(Saved entries)
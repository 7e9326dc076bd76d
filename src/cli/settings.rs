//! Settings CLI commands

use clap::{Subcommand, ValueEnum};

use super::parse_money;
use crate::config::paths::SitebookPaths;
use crate::config::settings::{Language, Settings};
use crate::error::{SitebookError, SitebookResult};

/// A setting that can be changed from the command line
#[derive(Debug, Clone, Copy, ValueEnum)]
pub enum SettingKey {
    ProjectName,
    Location,
    /// Planned budget in rupees
    Budget,
    /// en or hi
    Language,
    /// Apps Script web-app URL; "" clears it
    SyncUrl,
    /// Spreadsheet link shown after a push
    SheetLink,
    SyncEmail,
    /// on or off
    AutoSync,
    DailyBackups,
    MonthlyBackups,
}

/// Settings subcommands
#[derive(Subcommand)]
pub enum SettingsCommands {
    /// Show current settings
    Show,
    /// Change a setting
    Set {
        #[arg(value_enum)]
        key: SettingKey,
        value: String,
    },
}

fn optional(value: &str) -> Option<String> {
    let value = value.trim();
    (!value.is_empty()).then(|| value.to_string())
}

fn parse_count(value: &str) -> SitebookResult<u32> {
    value
        .trim()
        .parse()
        .map_err(|_| SitebookError::Validation(format!("Expected a whole number, got '{}'", value)))
}

/// Apply one `set` to the settings in memory
fn apply(settings: &mut Settings, key: SettingKey, value: &str) -> SitebookResult<()> {
    match key {
        SettingKey::ProjectName => {
            let name = value.trim();
            if name.is_empty() {
                return Err(SitebookError::Validation(
                    "Project name cannot be empty".into(),
                ));
            }
            settings.project_name = name.to_string();
        }
        SettingKey::Location => settings.location = value.trim().to_string(),
        SettingKey::Budget => settings.budget = parse_money(value)?,
        SettingKey::Language => {
            settings.language = Language::parse(value).ok_or_else(|| {
                SitebookError::Validation(format!("Unknown language: '{}'. Use en or hi", value))
            })?;
        }
        SettingKey::SyncUrl => settings.google_sheet_url = optional(value),
        SettingKey::SheetLink => settings.google_sheet_link = optional(value),
        SettingKey::SyncEmail => settings.sync_email = optional(value),
        SettingKey::AutoSync => {
            settings.auto_sync = match value.trim().to_lowercase().as_str() {
                "on" | "true" | "yes" | "1" => true,
                "off" | "false" | "no" | "0" => false,
                _ => {
                    return Err(SitebookError::Validation(format!(
                        "Expected on or off, got '{}'",
                        value
                    )))
                }
            };
        }
        SettingKey::DailyBackups => settings.backup_retention.daily_count = parse_count(value)?,
        SettingKey::MonthlyBackups => {
            settings.backup_retention.monthly_count = parse_count(value)?
        }
    }
    Ok(())
}

/// Handle a settings command
pub fn handle_settings_command(
    paths: &SitebookPaths,
    settings: &mut Settings,
    cmd: SettingsCommands,
) -> SitebookResult<()> {
    match cmd {
        SettingsCommands::Show => {
            let none = "(not set)";
            println!("Project:        {}", settings.project_name);
            println!("Location:       {}", settings.location);
            println!("Budget:         {}", settings.budget);
            println!("Language:       {:?}", settings.language);
            println!("Sync URL:       {}", settings.sync_url().unwrap_or(none));
            println!(
                "Sheet link:     {}",
                settings.google_sheet_link.as_deref().unwrap_or(none)
            );
            println!(
                "Sync email:     {}",
                settings.sync_email.as_deref().unwrap_or(none)
            );
            println!(
                "Auto-sync:      {}",
                if settings.auto_sync { "on" } else { "off" }
            );
            println!(
                "Backups kept:   {} daily, {} monthly",
                settings.backup_retention.daily_count, settings.backup_retention.monthly_count
            );
        }

        SettingsCommands::Set { key, value } => {
            apply(settings, key, &value)?;
            settings.save(paths)?;
            println!("Saved.");
        }
    }

    Ok(())
}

**PROMPT**: Tally the lines in the records above that contain the word "return". Write the number and nothing else.

**EXERCISE RESPONSE**: 2